Recorded data:
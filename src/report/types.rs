use crate::runner::state::{RunReport, RunSummary, SuiteReport};
use serde::{Deserialize, Serialize};

/// Everything a saved run carries, as written to `results.json`
#[derive(Debug, Clone, Serialize, Deserialize)]
#[serde(rename_all = "camelCase")]
pub struct RunResults {
    pub run_id: String,
    pub base_url: String,
    pub suites: Vec<SuiteReport>,
    pub summary: RunSummary,
    pub generated_at: String,
}

impl RunResults {
    pub fn new(report: RunReport, base_url: &str) -> Self {
        Self {
            run_id: report.run_id,
            base_url: base_url.to_string(),
            suites: report.suites,
            summary: report.summary,
            generated_at: chrono::Local::now().format("%Y-%m-%d %H:%M:%S").to_string(),
        }
    }
}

- _Required work_: Please return all of the entries shown above, exactly as they stand.

- _Exercise solution_:
filename src/report/types.rs
use crate::runner::state::{RunReport, RunSummary, SuiteReport};
use serde::{Deserialize, Serialize};

/// Everything a saved run carries, as written to `results.json`
#[derive(Debug, Clone, Serialize, Deserialize)]
#[serde(rename_all = "camelCase")]
pub struct RunResults {
    pub run_id: String,
    pub base_url: String,
    pub suites: Vec<SuiteReport>,
    pub summary: RunSummary,
    pub generated_at: String,
}

impl RunResults {
    pub fn new(report: RunReport, base_url: &str) -> Self {
        Self {
            run_id: report.run_id,
            base_url: base_url.to_string(),
            suites: report.suites,
            summary: report.summary,
            generated_at: chrono::Local::now().format("%Y-%m-%d %H:%M:%S").to_string(),
        }
    }
}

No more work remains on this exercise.